### DATA IN THIS EXERCISE
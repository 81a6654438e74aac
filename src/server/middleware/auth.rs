//! Authentication middleware

use crate::server::middleware::helpers::authorization_header;
use crate::server::state::AppState;
use crate::utils::error::ApiError;
use actix_web::body::EitherBody;
use actix_web::dev::{Service, ServiceRequest, ServiceResponse, Transform, forward_ready};
use actix_web::{HttpMessage, web};
use futures_util::future::{LocalBoxFuture, Ready, ready};
use std::rc::Rc;
use tracing::{debug, error};

/// Bearer-token authentication for the wrapped routes.
///
/// On success the `AuthenticatedContext` is inserted into the request extensions and the
/// inner service runs. On failure the request is answered with a 401 and never reaches it.
pub struct AuthMiddleware;

impl<S, B> Transform<S, ServiceRequest> for AuthMiddleware
where
    S: Service<ServiceRequest, Response = ServiceResponse<B>, Error = actix_web::Error> + 'static,
    S::Future: 'static,
    B: 'static,
{
    type Response = ServiceResponse<EitherBody<B>>;
    type Error = actix_web::Error;
    type InitError = ();
    type Transform = AuthMiddlewareService<S>;
    type Future = Ready<Result<Self::Transform, Self::InitError>>;

    fn new_transform(&self, service: S) -> Self::Future {
        ready(Ok(AuthMiddlewareService {
            service: Rc::new(service),
        }))
    }
}

/// Service implementation for auth middleware
pub struct AuthMiddlewareService<S> {
    service: Rc<S>,
}

impl<S, B> Service<ServiceRequest> for AuthMiddlewareService<S>
where
    S: Service<ServiceRequest, Response = ServiceResponse<B>, Error = actix_web::Error> + 'static,
    S::Future: 'static,
    B: 'static,
{
    type Response = ServiceResponse<EitherBody<B>>;
    type Error = actix_web::Error;
    type Future = LocalBoxFuture<'static, Result<Self::Response, Self::Error>>;

    forward_ready!(service);

    fn call(&self, req: ServiceRequest) -> Self::Future {
        let service = Rc::clone(&self.service);

        Box::pin(async move {
            let Some(state) = req.app_data::<web::Data<AppState>>().cloned() else {
                error!("Application state missing for {}", req.path());
                let err = ApiError::internal("Application state not configured");
                return Ok(req.error_response(err).map_into_right_body());
            };

            let header = authorization_header(req.headers());

            match state.auth.authenticate(header.as_deref()).await {
                Ok(ctx) => {
                    debug!("Request authenticated as {}", ctx.account().email);
                    req.extensions_mut().insert(ctx);
                    service
                        .call(req)
                        .await
                        .map(ServiceResponse::map_into_left_body)
                }
                Err(err) => {
                    debug!("Rejecting {} {}: {}", req.method(), req.path(), err);
                    Ok(req.error_response(err).map_into_right_body())
                }
            }
        })
    }
}
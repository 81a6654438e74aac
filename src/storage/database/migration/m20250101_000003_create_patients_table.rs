use sea_orm_migration::prelude::*;

use super::m20250101_000001_create_accounts_table::Accounts;

#[derive(DeriveMigrationName)]
pub struct Migration;

#[async_trait::async_trait]
impl MigrationTrait for Migration {
    async fn up(&self, manager: &SchemaManager) -> Result<(), DbErr> {
        manager
            .create_table(
                Table::create()
                    .table(Patients::Table)
                    .if_not_exists()
                    .col(ColumnDef::new(Patients::Id).uuid().not_null().primary_key())
                    .col(ColumnDef::new(Patients::Name).string().not_null())
                    .col(ColumnDef::new(Patients::Cpf).string().not_null().unique_key())
                    .col(ColumnDef::new(Patients::BirthDate).date().not_null())
                    .col(ColumnDef::new(Patients::Phone).string().null())
                    .col(ColumnDef::new(Patients::Address).string().null())
                    .col(ColumnDef::new(Patients::SusCard).string().null())
                    .col(
                        ColumnDef::new(Patients::AccountId)
                            .uuid()
                            .not_null()
                            .unique_key(),
                    )
                    .foreign_key(
                        ForeignKey::create()
                            .name("fk_patients_account_id")
                            .from(Patients::Table, Patients::AccountId)
                            .to(Accounts::Table, Accounts::Id)
                            .on_delete(ForeignKeyAction::Cascade),
                    )
                    .to_owned(),
            )
            .await?;

        manager
            .create_index(
                Index::create()
                    .if_not_exists()
                    .name("idx_patients_name")
                    .table(Patients::Table)
                    .col(Patients::Name)
                    .to_owned(),
            )
            .await?;

        Ok(())
    }

    async fn down(&self, manager: &SchemaManager) -> Result<(), DbErr> {
        manager
            .drop_table(Table::drop().table(Patients::Table).to_owned())
            .await
    }
}

#[derive(DeriveIden)]
pub enum Patients {
    Table,
    Id,
    Name,
    Cpf,
    BirthDate,
    Phone,
    Address,
    SusCard,
    AccountId,
}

### EXERCISE GOAL
Extract the complete set of records unchanged.

### WRITTEN SOLUTION
repository 81a6654438e74aac
filename src/server/middleware/auth.rs
//! Authentication middleware

use crate::server::middleware::helpers::authorization_header;
use crate::server::state::AppState;
use crate::utils::error::ApiError;
use actix_web::body::EitherBody;
use actix_web::dev::{Service, ServiceRequest, ServiceResponse, Transform, forward_ready};
use actix_web::{HttpMessage, web};
use futures_util::future::{LocalBoxFuture, Ready, ready};
use std::rc::Rc;
use tracing::{debug, error};

/// Bearer-token authentication for the wrapped routes.
///
/// On success the `AuthenticatedContext` is inserted into the request extensions and the
/// inner service runs. On failure the request is answered with a 401 and never reaches it.
pub struct AuthMiddleware;

impl<S, B> Transform<S, ServiceRequest> for AuthMiddleware
where
    S: Service<ServiceRequest, Response = ServiceResponse<B>, Error = actix_web::Error> + 'static,
    S::Future: 'static,
    B: 'static,
{
    type Response = ServiceResponse<EitherBody<B>>;
    type Error = actix_web::Error;
    type InitError = ();
    type Transform = AuthMiddlewareService<S>;
    type Future = Ready<Result<Self::Transform, Self::InitError>>;

    fn new_transform(&self, service: S) -> Self::Future {
        ready(Ok(AuthMiddlewareService {
            service: Rc::new(service),
        }))
    }
}

/// Service implementation for auth middleware
pub struct AuthMiddlewareService<S> {
    service: Rc<S>,
}

impl<S, B> Service<ServiceRequest> for AuthMiddlewareService<S>
where
    S: Service<ServiceRequest, Response = ServiceResponse<B>, Error = actix_web::Error> + 'static,
    S::Future: 'static,
    B: 'static,
{
    type Response = ServiceResponse<EitherBody<B>>;
    type Error = actix_web::Error;
    type Future = LocalBoxFuture<'static, Result<Self::Response, Self::Error>>;

    forward_ready!(service);

    fn call(&self, req: ServiceRequest) -> Self::Future {
        let service = Rc::clone(&self.service);

        Box::pin(async move {
            let Some(state) = req.app_data::<web::Data<AppState>>().cloned() else {
                error!("Application state missing for {}", req.path());
                let err = ApiError::internal("Application state not configured");
                return Ok(req.error_response(err).map_into_right_body());
            };

            let header = authorization_header(req.headers());

            match state.auth.authenticate(header.as_deref()).await {
                Ok(ctx) => {
                    debug!("Request authenticated as {}", ctx.account().email);
                    req.extensions_mut().insert(ctx);
                    service
                        .call(req)
                        .await
                        .map(ServiceResponse::map_into_left_body)
                }
                Err(err) => {
                    debug!("Rejecting {} {}: {}", req.method(), req.path(), err);
                    Ok(req.error_response(err).map_into_right_body())
                }
            }
        })
    }
}
repository 81a6654438e74aac
filename src/storage/database/migration/m20250101_000003_create_patients_table.rs
use sea_orm_migration::prelude::*;

use super::m20250101_000001_create_accounts_table::Accounts;

#[derive(DeriveMigrationName)]
pub struct Migration;

#[async_trait::async_trait]
impl MigrationTrait for Migration {
    async fn up(&self, manager: &SchemaManager) -> Result<(), DbErr> {
        manager
            .create_table(
                Table::create()
                    .table(Patients::Table)
                    .if_not_exists()
                    .col(ColumnDef::new(Patients::Id).uuid().not_null().primary_key())
                    .col(ColumnDef::new(Patients::Name).string().not_null())
                    .col(ColumnDef::new(Patients::Cpf).string().not_null().unique_key())
                    .col(ColumnDef::new(Patients::BirthDate).date().not_null())
                    .col(ColumnDef::new(Patients::Phone).string().null())
                    .col(ColumnDef::new(Patients::Address).string().null())
                    .col(ColumnDef::new(Patients::SusCard).string().null())
                    .col(
                        ColumnDef::new(Patients::AccountId)
                            .uuid()
                            .not_null()
                            .unique_key(),
                    )
                    .foreign_key(
                        ForeignKey::create()
                            .name("fk_patients_account_id")
                            .from(Patients::Table, Patients::AccountId)
                            .to(Accounts::Table, Accounts::Id)
                            .on_delete(ForeignKeyAction::Cascade),
                    )
                    .to_owned(),
            )
            .await?;

        manager
            .create_index(
                Index::create()
                    .if_not_exists()
                    .name("idx_patients_name")
                    .table(Patients::Table)
                    .col(Patients::Name)
                    .to_owned(),
            )
            .await?;

        Ok(())
    }

    async fn down(&self, manager: &SchemaManager) -> Result<(), DbErr> {
        manager
            .drop_table(Table::drop().table(Patients::Table).to_owned())
            .await
    }
}

#[derive(DeriveIden)]
pub enum Patients {
    Table,
    Id,
    Name,
    Cpf,
    BirthDate,
    Phone,
    Address,
    SusCard,
    AccountId,
}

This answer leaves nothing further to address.